In the data, find each line where the word "PublicKeyUnavailable" appears and list that line.

(Collected data)

————————

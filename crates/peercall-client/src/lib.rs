//! PeerCall client call layer.
//!
//! Drives 1:1 end-to-end encrypted calls: signaling dispatch, the peer
//! transport lifecycle, session key exchange and rotation, and the routing of
//! remote video tracks. Media capture and the peer transport itself are
//! supplied through the traits in [`media`] and [`transport`]; [`loopback`]
//! provides an in-process implementation of both.

pub mod config;
pub mod directory;
pub mod error;
pub mod events;
pub mod keys;
pub mod loopback;
pub mod manager;
pub mod media;
pub mod registry;
pub mod relay;
pub mod router;
pub mod routing;
pub mod session;
pub mod signaling;
pub mod transport;

pub use config::CallConfig;
pub use directory::{Directory, StaticDirectory};
pub use error::CallError;
pub use events::{CallEvent, CallState, EventSink};
pub use manager::{CallBackends, CallManager};
pub use media::{MediaDevices, MediaStream, MediaTrack, TrackKind};
pub use relay::RelayClient;
pub use router::SignalRouter;
pub use routing::{TrackRouter, VideoRoute};
pub use session::Role;
pub use signaling::SignalingSink;
pub use transport::{PeerTransport, TransportEvent, TransportFactory};
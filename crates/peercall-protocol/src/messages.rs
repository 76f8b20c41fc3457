use serde::{Deserialize, Serialize};

use crate::types::*;

/// A call signaling message exchanged between the two endpoints of a call.
///
/// JSON shape: `{"type": "call_offer", "fromUserId": 0, "toUserId": 7,
/// "data": {...}, "sessionKeyHash": "..."}`. Variants without a payload omit
/// `data`.
#[derive(Debug, Clone, PartialEq, Eq, Serialize, Deserialize)]
#[serde(rename_all = "camelCase")]
pub struct CallSignalingMessage {
    /// Always [`UNSTAMPED_USER_ID`] when sent; stamped by the relay.
    pub from_user_id: UserId,
    pub to_user_id: UserId,
    #[serde(flatten)]
    pub payload: CallPayload,
    /// Hex fingerprint of the session key carried by `call_session_key`.
    #[serde(default, skip_serializing_if = "Option::is_none")]
    pub session_key_hash: Option<String>,
}

impl CallSignalingMessage {
    /// Build an outbound message addressed to `to_user_id`.
    pub fn outbound(to_user_id: UserId, payload: CallPayload) -> Self {
        Self {
            from_user_id: UNSTAMPED_USER_ID,
            to_user_id,
            payload,
            session_key_hash: None,
        }
    }

    /// Wire name of the payload variant, for logging.
    pub fn kind(&self) -> &'static str {
        self.payload.kind()
    }
}

/// Variant-specific payload of a [`CallSignalingMessage`].
#[derive(Debug, Clone, PartialEq, Eq, Serialize, Deserialize)]
#[serde(tag = "type", content = "data")]
pub enum CallPayload {
    /// Caller rings the callee.
    #[serde(rename = "call_invite")]
    Invite(InviteData),
    /// Callee picked up; the caller answers with an offer.
    #[serde(rename = "call_accept")]
    Accept,
    /// Callee declined.
    #[serde(rename = "call_reject")]
    Reject,
    #[serde(rename = "call_offer")]
    Offer(SessionDescription),
    #[serde(rename = "call_answer")]
    Answer(SessionDescription),
    #[serde(rename = "call_ice_candidate")]
    IceCandidate(IceCandidate),
    /// Either side hung up, or the transport failed.
    #[serde(rename = "call_end")]
    End,
    /// A fresh session key wrapped to the recipient.
    #[serde(rename = "call_session_key")]
    SessionKey(WrappedKey),
    /// Camera video is about to be enabled (`true`) or was disabled.
    #[serde(rename = "call_video_toggle")]
    VideoToggle(bool),
    /// Screen share is about to be enabled (`true`) or was disabled.
    #[serde(rename = "call_screen_share_toggle")]
    ScreenShareToggle(bool),
}

impl CallPayload {
    pub fn kind(&self) -> &'static str {
        match self {
            Self::Invite(_) => "call_invite",
            Self::Accept => "call_accept",
            Self::Reject => "call_reject",
            Self::Offer(_) => "call_offer",
            Self::Answer(_) => "call_answer",
            Self::IceCandidate(_) => "call_ice_candidate",
            Self::End => "call_end",
            Self::SessionKey(_) => "call_session_key",
            Self::VideoToggle(_) => "call_video_toggle",
            Self::ScreenShareToggle(_) => "call_screen_share_toggle",
        }
    }
}

/// Messages sent from a client to the relay over the control channel.
#[derive(Debug, Clone, PartialEq, Eq, Serialize, Deserialize)]
#[serde(tag = "kind", rename_all = "snake_case")]
pub enum ClientMessage {
    /// First message on a fresh connection.
    Authenticate {
        username: String,
        protocol_version: u32,
        /// 32-byte X25519 identity public key.
        #[serde(with = "base64_bytes")]
        identity_key: Vec<u8>,
    },

    /// Ask for the ICE server list to configure a new transport.
    RequestIceServers,

    /// Ask for another user's current identity public key.
    RequestPublicKey { user_id: UserId },

    /// Forward a call signal to `message.to_user_id`.
    Signal { message: CallSignalingMessage },

    /// Ping for latency measurement.
    Ping { timestamp: u64 },

    /// Client is disconnecting gracefully.
    Disconnect,
}

/// Messages sent from the relay to a client over the control channel.
#[derive(Debug, Clone, PartialEq, Eq, Serialize, Deserialize)]
#[serde(tag = "kind", rename_all = "snake_case")]
pub enum ServerMessage {
    /// Authentication succeeded.
    Authenticated { user_id: UserId },

    /// Authentication failed; the connection is closed afterwards.
    AuthError { reason: String },

    /// Response to `RequestIceServers`.
    IceServers { servers: Vec<IceServer> },

    /// Response to `RequestPublicKey`.
    PublicKey {
        user_id: UserId,
        #[serde(with = "base64_bytes")]
        key: Vec<u8>,
    },

    /// The requested user is not connected.
    PublicKeyUnavailable { user_id: UserId },

    /// A call signal from another user, with `from_user_id` stamped.
    Signal { message: CallSignalingMessage },

    /// The recipient of a forwarded signal is not connected.
    SignalUndeliverable { to_user_id: UserId },

    /// Pong response for latency measurement.
    Pong { timestamp: u64 },

    /// Relay is shutting down.
    ServerShutdown { reason: String },
}

#[cfg(test)]
mod tests {
    use super::*;

    #[test]
    fn signal_json_shape() {
        let msg = CallSignalingMessage::outbound(
            7,
            CallPayload::Offer(SessionDescription::offer("v=0")),
        );
        let json = serde_json::to_value(&msg).unwrap();
        assert_eq!(json["type"], "call_offer");
        assert_eq!(json["fromUserId"], 0);
        assert_eq!(json["toUserId"], 7);
        assert_eq!(json["data"]["type"], "offer");
        assert_eq!(json["data"]["sdp"], "v=0");
        assert!(json.get("sessionKeyHash").is_none());
    }

    #[test]
    fn unit_variants_omit_data() {
        let msg = CallSignalingMessage::outbound(3, CallPayload::Accept);
        let json = serde_json::to_value(&msg).unwrap();
        assert_eq!(json["type"], "call_accept");
        assert!(json.get("data").is_none());

        let parsed: CallSignalingMessage =
            serde_json::from_str(r#"{"type":"call_end","fromUserId":4,"toUserId":9}"#).unwrap();
        assert_eq!(parsed.payload, CallPayload::End);
        assert_eq!(parsed.from_user_id, 4);
    }

    #[test]
    fn parses_toggle_and_key_hash() {
        let parsed: CallSignalingMessage = serde_json::from_str(
            r#"{"type":"call_screen_share_toggle","fromUserId":2,"toUserId":1,"data":true}"#,
        )
        .unwrap();
        assert_eq!(parsed.payload, CallPayload::ScreenShareToggle(true));

        let msg = CallSignalingMessage {
            from_user_id: 0,
            to_user_id: 1,
            payload: CallPayload::SessionKey(WrappedKey {
                salt: vec![1; 16],
                nonce: vec![2; 12],
                ciphertext: vec![3; 48],
            }),
            session_key_hash: Some("deadbeef".into()),
        };
        let text = serde_json::to_string(&msg).unwrap();
        let back: CallSignalingMessage = serde_json::from_str(&text).unwrap();
        assert_eq!(back, msg);
    }

    #[test]
    fn unknown_type_is_rejected() {
        let result: Result<CallSignalingMessage, _> =
            serde_json::from_str(r#"{"type":"call_poke","fromUserId":1,"toUserId":2}"#);
        assert!(result.is_err());
    }

    #[test]
    fn invite_carries_session_id() {
        let parsed: CallSignalingMessage = serde_json::from_str(
            r#"{"type":"call_invite","fromUserId":5,"toUserId":6,
                "data":{"username":"alice","sessionId":"abc-123"}}"#,
        )
        .unwrap();
        match parsed.payload {
            CallPayload::Invite(invite) => {
                assert_eq!(invite.username, "alice");
                assert_eq!(invite.session_id, "abc-123");
                assert!(!invite.video);
            }
            other => panic!("wrong variant: {other:?}"),
        }
    }

    #[test]
    fn control_envelope_tagging() {
        let msg = ClientMessage::RequestPublicKey { user_id: 12 };
        let json = serde_json::to_value(&msg).unwrap();
        assert_eq!(json["kind"], "request_public_key");
        assert_eq!(json["user_id"], 12);

        let msg = ServerMessage::Signal {
            message: CallSignalingMessage::outbound(1, CallPayload::VideoToggle(false)),
        };
        let json = serde_json::to_value(&msg).unwrap();
        assert_eq!(json["kind"], "signal");
        assert_eq!(json["message"]["type"], "call_video_toggle");
        assert_eq!(json["message"]["data"], false);
    }
}
//! Connection to the signaling relay.
//!
//! The relay speaks length-prefixed JSON over TLS. After authenticating, a
//! writer task drains outbound frames and a reader task forwards inbound call
//! signals to the returned channel and completes pending directory requests.

use std::sync::{Arc, Mutex};
use std::time::Duration;

use async_trait::async_trait;
use bytes::BytesMut;
use dashmap::DashMap;
use peercall_crypto::{public_key_from_bytes, IdentityKeyPair, PublicKeyBytes};
use peercall_protocol::codec::{decode_server_msg, encode_client_msg, try_decode_frame, PROTOCOL_VERSION};
use peercall_protocol::{CallSignalingMessage, ClientMessage, IceServer, ServerMessage, UserId};
use tokio::io::{AsyncRead, AsyncReadExt, AsyncWrite, AsyncWriteExt, ReadHalf, WriteHalf};
use tokio::net::TcpStream;
use tokio::sync::{mpsc, oneshot};
use tokio::task::JoinHandle;
use tokio_rustls::TlsConnector;
use tracing::{debug, error, info, warn};

use crate::directory::Directory;
use crate::error::CallError;
use crate::signaling::SignalingSink;

/// Outbound frames queued for the writer task.
const OUTBOUND_QUEUE: usize = 256;

/// Requests waiting for the relay's reply.
#[derive(Default)]
struct Pending {
    ice_servers: Mutex<Vec<oneshot::Sender<Vec<IceServer>>>>,
    public_keys: DashMap<UserId, Vec<oneshot::Sender<Option<Vec<u8>>>>>,
}

impl Pending {
    fn complete_ice_servers(&self, servers: Vec<IceServer>) {
        let waiters = std::mem::take(&mut *self.ice_servers.lock().unwrap_or_else(|p| p.into_inner()));
        for waiter in waiters {
            let _ = waiter.send(servers.clone());
        }
    }

    fn complete_public_key(&self, user_id: UserId, key: Option<Vec<u8>>) {
        if let Some((_, waiters)) = self.public_keys.remove(&user_id) {
            for waiter in waiters {
                let _ = waiter.send(key.clone());
            }
        }
    }

    /// Drop every waiter so outstanding requests fail.
    fn clear(&self) {
        self.ice_servers.lock().unwrap_or_else(|p| p.into_inner()).clear();
        self.public_keys.clear();
    }
}

pub struct RelayClient {
    user_id: UserId,
    tx: mpsc::Sender<Vec<u8>>,
    pending: Arc<Pending>,
    request_timeout: Duration,
    tasks: Vec<JoinHandle<()>>,
}

impl RelayClient {
    /// Authenticate over an established stream and start the I/O tasks.
    ///
    /// Returns the client and the channel of inbound call signals. The channel
    /// closes when the relay connection is lost.
    pub async fn connect<S>(
        mut stream: S,
        username: &str,
        identity: &IdentityKeyPair,
        request_timeout: Duration,
    ) -> Result<(Arc<Self>, mpsc::UnboundedReceiver<CallSignalingMessage>), CallError>
    where
        S: AsyncRead + AsyncWrite + Unpin + Send + 'static,
    {
        let auth = ClientMessage::Authenticate {
            username: username.to_string(),
            protocol_version: PROTOCOL_VERSION,
            identity_key: identity.public_bytes().to_vec(),
        };
        stream
            .write_all(&encode_client_msg(&auth)?)
            .await
            .map_err(|e| CallError::Signaling(format!("failed to send auth: {e}")))?;

        let mut buf = BytesMut::with_capacity(4096);
        let user_id = 'auth: loop {
            let n = stream
                .read_buf(&mut buf)
                .await
                .map_err(|e| CallError::Signaling(format!("failed to read auth response: {e}")))?;
            if n == 0 {
                return Err(CallError::Signaling(
                    "relay closed connection during authentication".into(),
                ));
            }

            while let Some(payload) = try_decode_frame(&mut buf)? {
                match decode_server_msg(&payload)? {
                    ServerMessage::Authenticated { user_id } => break 'auth user_id,
                    ServerMessage::AuthError { reason } => {
                        return Err(CallError::Signaling(format!("authentication failed: {reason}")));
                    }
                    other => warn!("unexpected message during auth: {:?}", other),
                }
            }
        };
        info!(user_id, username, "authenticated with relay");

        let (read_half, write_half) = tokio::io::split(stream);
        let (tx, rx) = mpsc::channel(OUTBOUND_QUEUE);
        let (inbound_tx, inbound_rx) = mpsc::unbounded_channel();
        let pending = Arc::new(Pending::default());

        let tasks = vec![
            tokio::spawn(writer_task(write_half, rx)),
            tokio::spawn(reader_task(read_half, buf, inbound_tx, pending.clone())),
        ];

        let client = Arc::new(Self {
            user_id,
            tx,
            pending,
            request_timeout,
            tasks,
        });
        Ok((client, inbound_rx))
    }

    /// Open a TLS connection to `host:port`, verified against the web PKI roots.
    pub async fn connect_tls(
        host: &str,
        port: u16,
        username: &str,
        identity: &IdentityKeyPair,
        request_timeout: Duration,
    ) -> Result<(Arc<Self>, mpsc::UnboundedReceiver<CallSignalingMessage>), CallError> {
        let tcp = TcpStream::connect((host, port))
            .await
            .map_err(|e| CallError::Signaling(format!("could not connect to {host}:{port}: {e}")))?;

        let mut root_store = rustls::RootCertStore::empty();
        root_store.extend(webpki_roots::TLS_SERVER_ROOTS.iter().cloned());
        let tls_config = rustls::ClientConfig::builder()
            .with_root_certificates(root_store)
            .with_no_client_auth();
        let connector = TlsConnector::from(Arc::new(tls_config));

        let server_name = if let Ok(ip) = host.parse::<std::net::IpAddr>() {
            rustls::pki_types::ServerName::IpAddress(ip.into())
        } else {
            rustls::pki_types::ServerName::try_from(host.to_string())
                .map_err(|e| CallError::Signaling(format!("invalid server name '{host}': {e}")))?
        };

        let tls = connector
            .connect(server_name, tcp)
            .await
            .map_err(|e| CallError::Signaling(format!("TLS handshake failed: {e}")))?;
        debug!(host, port, "TLS handshake complete");

        Self::connect(tls, username, identity, request_timeout).await
    }

    /// Id assigned by the relay; peers see it as our `fromUserId`.
    pub fn user_id(&self) -> UserId {
        self.user_id
    }

    async fn send_msg(&self, msg: &ClientMessage) -> Result<(), CallError> {
        let data = encode_client_msg(msg)?;
        self.tx
            .send(data)
            .await
            .map_err(|_| CallError::Signaling("relay connection closed".into()))
    }

    async fn await_reply<T>(&self, rx: oneshot::Receiver<T>, what: &'static str) -> Result<T, CallError> {
        match tokio::time::timeout(self.request_timeout, rx).await {
            Ok(Ok(reply)) => Ok(reply),
            Ok(Err(_)) => Err(CallError::Signaling(format!(
                "relay connection closed awaiting {what}"
            ))),
            Err(_) => Err(CallError::Timeout(what)),
        }
    }

    pub async fn ping(&self, timestamp: u64) -> Result<(), CallError> {
        self.send_msg(&ClientMessage::Ping { timestamp }).await
    }

    /// Tell the relay we are leaving. The I/O tasks stop once it closes the stream.
    pub async fn disconnect(&self) -> Result<(), CallError> {
        self.send_msg(&ClientMessage::Disconnect).await
    }
}

impl Drop for RelayClient {
    fn drop(&mut self) {
        for task in &self.tasks {
            task.abort();
        }
    }
}

#[async_trait]
impl SignalingSink for RelayClient {
    async fn send(&self, message: CallSignalingMessage) -> Result<(), CallError> {
        self.send_msg(&ClientMessage::Signal { message }).await
    }
}

#[async_trait]
impl Directory for RelayClient {
    async fn fetch_ice_servers(&self) -> Result<Vec<IceServer>, CallError> {
        let (tx, rx) = oneshot::channel();
        self.pending
            .ice_servers
            .lock()
            .unwrap_or_else(|p| p.into_inner())
            .push(tx);
        self.send_msg(&ClientMessage::RequestIceServers).await?;

        let servers = self.await_reply(rx, "ICE servers").await?;
        if servers.is_empty() {
            return Err(CallError::Transport("relay returned no ICE servers".into()));
        }
        Ok(servers)
    }

    async fn fetch_public_key(&self, user_id: UserId) -> Result<PublicKeyBytes, CallError> {
        let (tx, rx) = oneshot::channel();
        self.pending.public_keys.entry(user_id).or_default().push(tx);
        self.send_msg(&ClientMessage::RequestPublicKey { user_id }).await?;

        match self.await_reply(rx, "public key").await? {
            Some(key) => Ok(public_key_from_bytes(&key)?),
            None => Err(CallError::KeyExchange(format!(
                "no identity key available for user {user_id}"
            ))),
        }
    }
}

async fn writer_task<S>(mut write_half: WriteHalf<S>, mut rx: mpsc::Receiver<Vec<u8>>)
where
    S: AsyncWrite,
{
    while let Some(data) = rx.recv().await {
        if let Err(e) = write_half.write_all(&data).await {
            error!("relay write error: {}", e);
            break;
        }
    }
    let _ = write_half.shutdown().await;
    debug!("relay writer task ended");
}

async fn reader_task<S>(
    mut read_half: ReadHalf<S>,
    mut buf: BytesMut,
    inbound: mpsc::UnboundedSender<CallSignalingMessage>,
    pending: Arc<Pending>,
) where
    S: AsyncRead,
{
    // Frames that arrived together with the auth reply.
    let mut open = drain_frames(&mut buf, &inbound, &pending);
    while open {
        match read_half.read_buf(&mut buf).await {
            Ok(0) => {
                info!("relay closed connection");
                break;
            }
            Ok(_) => {}
            Err(e) => {
                error!("relay read error: {}", e);
                break;
            }
        }
        open = drain_frames(&mut buf, &inbound, &pending);
    }
    pending.clear();
    debug!("relay reader task ended");
}

/// Handle every complete frame in `buf`. Returns `false` once the relay says goodbye.
fn drain_frames(
    buf: &mut BytesMut,
    inbound: &mpsc::UnboundedSender<CallSignalingMessage>,
    pending: &Pending,
) -> bool {
    loop {
        match try_decode_frame(buf) {
            Ok(Some(payload)) => match decode_server_msg(&payload) {
                Ok(msg) => {
                    if !handle_server_message(msg, inbound, pending) {
                        return false;
                    }
                }
                Err(e) => warn!("failed to decode relay message: {}", e),
            },
            Ok(None) => return true,
            Err(e) => {
                error!("frame decode error: {}", e);
                return false;
            }
        }
    }
}

fn handle_server_message(
    msg: ServerMessage,
    inbound: &mpsc::UnboundedSender<CallSignalingMessage>,
    pending: &Pending,
) -> bool {
    match msg {
        ServerMessage::Signal { message } => {
            if inbound.send(message).is_err() {
                debug!("inbound signal dropped, nobody is listening");
            }
        }
        ServerMessage::IceServers { servers } => pending.complete_ice_servers(servers),
        ServerMessage::PublicKey { user_id, key } => pending.complete_public_key(user_id, Some(key)),
        ServerMessage::PublicKeyUnavailable { user_id } => pending.complete_public_key(user_id, None),
        ServerMessage::SignalUndeliverable { to_user_id } => {
            warn!(to_user_id, "relay could not deliver signal, peer offline");
        }
        ServerMessage::Pong { timestamp } => debug!(timestamp, "pong"),
        ServerMessage::ServerShutdown { reason } => {
            warn!("relay shutting down: {}", reason);
            return false;
        }
        other @ (ServerMessage::Authenticated { .. } | ServerMessage::AuthError { .. }) => {
            warn!("unexpected message after auth: {:?}", other);
        }
    }
    true
}
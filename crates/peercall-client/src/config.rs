use std::path::Path;
use std::time::Duration;

use serde::{Deserialize, Serialize};
use thiserror::Error;

/// Tunables for call setup, key management and frame protection.
///
/// Loaded from TOML or JSON; every field has a default so partial files work.
#[derive(Debug, Clone, Serialize, Deserialize)]
pub struct CallConfig {
    /// Delay between receiving `call_accept` and sending the first offer.
    #[serde(default = "default_accept_offer_delay_ms")]
    pub accept_offer_delay_ms: u64,

    /// Session key rotation interval while a call is active (initiator only).
    #[serde(default = "default_rotation_interval_secs")]
    pub rotation_interval_secs: u64,

    /// End the call if no key is installed this long after it becomes active.
    /// `None` disables the check.
    #[serde(default = "default_key_exchange_timeout_secs")]
    pub key_exchange_timeout_secs: Option<u64>,

    /// Upper bound on camera/microphone/screen acquisition. `None` waits forever.
    #[serde(default)]
    pub media_timeout_ms: Option<u64>,

    /// Upper bound on fetching a peer's identity key. `None` waits forever.
    #[serde(default)]
    pub public_key_timeout_ms: Option<u64>,

    /// Frames older than this relative to the newest accepted frame are dropped.
    #[serde(default = "default_replay_window_ms")]
    pub replay_window_ms: u64,

    /// Used when the ICE server list cannot be fetched.
    #[serde(default = "default_fallback_stun_url")]
    pub fallback_stun_url: String,

    /// Keep ICE candidates that arrive before their call exists instead of
    /// dropping them.
    #[serde(default)]
    pub buffer_early_candidates: bool,

    /// End the call after this many consecutive rejected frames on one track.
    #[serde(default)]
    pub frame_failure_threshold: Option<u32>,

    /// Timeout for request/response exchanges with the relay.
    #[serde(default = "default_relay_request_timeout_ms")]
    pub relay_request_timeout_ms: u64,
}

fn default_accept_offer_delay_ms() -> u64 {
    500
}

fn default_rotation_interval_secs() -> u64 {
    600
}

fn default_key_exchange_timeout_secs() -> Option<u64> {
    Some(15)
}

fn default_replay_window_ms() -> u64 {
    peercall_crypto::REPLAY_WINDOW_MS
}

fn default_fallback_stun_url() -> String {
    "stun:stun.l.google.com:19302".into()
}

fn default_relay_request_timeout_ms() -> u64 {
    10_000
}

impl Default for CallConfig {
    fn default() -> Self {
        Self {
            accept_offer_delay_ms: default_accept_offer_delay_ms(),
            rotation_interval_secs: default_rotation_interval_secs(),
            key_exchange_timeout_secs: default_key_exchange_timeout_secs(),
            media_timeout_ms: None,
            public_key_timeout_ms: None,
            replay_window_ms: default_replay_window_ms(),
            fallback_stun_url: default_fallback_stun_url(),
            buffer_early_candidates: false,
            frame_failure_threshold: None,
            relay_request_timeout_ms: default_relay_request_timeout_ms(),
        }
    }
}

#[derive(Debug, Error)]
pub enum ConfigError {
    #[error("failed to read config: {0}")]
    Io(#[from] std::io::Error),

    #[error("invalid TOML config: {0}")]
    Toml(#[from] toml::de::Error),

    #[error("invalid JSON config: {0}")]
    Json(#[from] serde_json::Error),
}

impl CallConfig {
    /// Load from a `.json` file, or TOML for any other extension.
    pub fn load_from_file(path: &Path) -> Result<Self, ConfigError> {
        let content = std::fs::read_to_string(path)?;
        if path.extension().is_some_and(|ext| ext == "json") {
            Ok(serde_json::from_str(&content)?)
        } else {
            Ok(toml::from_str(&content)?)
        }
    }

    pub fn accept_offer_delay(&self) -> Duration {
        Duration::from_millis(self.accept_offer_delay_ms)
    }

    pub fn rotation_interval(&self) -> Duration {
        Duration::from_secs(self.rotation_interval_secs)
    }

    pub fn key_exchange_timeout(&self) -> Option<Duration> {
        self.key_exchange_timeout_secs.map(Duration::from_secs)
    }

    pub fn media_timeout(&self) -> Option<Duration> {
        self.media_timeout_ms.map(Duration::from_millis)
    }

    pub fn public_key_timeout(&self) -> Option<Duration> {
        self.public_key_timeout_ms.map(Duration::from_millis)
    }

    pub fn relay_request_timeout(&self) -> Duration {
        Duration::from_millis(self.relay_request_timeout_ms)
    }
}

#[cfg(test)]
mod tests {
    use super::*;

    #[test]
    fn default_config_values() {
        let config = CallConfig::default();
        assert_eq!(config.accept_offer_delay(), Duration::from_millis(500));
        assert_eq!(config.rotation_interval(), Duration::from_secs(600));
        assert_eq!(config.key_exchange_timeout(), Some(Duration::from_secs(15)));
        assert_eq!(config.replay_window_ms, 5_000);
        assert!(config.media_timeout().is_none());
        assert!(config.public_key_timeout().is_none());
        assert!(!config.buffer_early_candidates);
        assert!(config.frame_failure_threshold.is_none());
    }

    #[test]
    fn config_toml_deserialization() {
        let toml = r#"
            rotation_interval_secs = 120
            media_timeout_ms = 3000
            buffer_early_candidates = true
            frame_failure_threshold = 50
        "#;
        let config: CallConfig = toml::from_str(toml).unwrap();
        assert_eq!(config.rotation_interval_secs, 120);
        assert_eq!(config.media_timeout(), Some(Duration::from_secs(3)));
        assert!(config.buffer_early_candidates);
        assert_eq!(config.frame_failure_threshold, Some(50));
        // Untouched fields keep their defaults.
        assert_eq!(config.accept_offer_delay_ms, 500);
    }

    #[test]
    fn config_json_deserialization() {
        let json = r#"{ "key_exchange_timeout_secs": null, "replay_window_ms": 2000 }"#;
        let config: CallConfig = serde_json::from_str(json).unwrap();
        assert!(config.key_exchange_timeout().is_none());
        assert_eq!(config.replay_window_ms, 2_000);
    }

    #[test]
    fn load_picks_format_from_extension() {
        let dir = std::env::temp_dir().join(format!("peercall-config-{}", std::process::id()));
        std::fs::create_dir_all(&dir).unwrap();

        let json_path = dir.join("call.json");
        std::fs::write(&json_path, r#"{ "accept_offer_delay_ms": 10 }"#).unwrap();
        assert_eq!(CallConfig::load_from_file(&json_path).unwrap().accept_offer_delay_ms, 10);

        let toml_path = dir.join("call.toml");
        std::fs::write(&toml_path, "accept_offer_delay_ms = 20\n").unwrap();
        assert_eq!(CallConfig::load_from_file(&toml_path).unwrap().accept_offer_delay_ms, 20);

        assert!(matches!(
            CallConfig::load_from_file(&dir.join("missing.toml")),
            Err(ConfigError::Io(_))
        ));
        let _ = std::fs::remove_dir_all(&dir);
    }
}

————————

**COMPLETED TASK**.
    PublicKeyUnavailable { user_id: UserId },
        ServerMessage::PublicKeyUnavailable { user_id } => pending.complete_public_key(user_id, None),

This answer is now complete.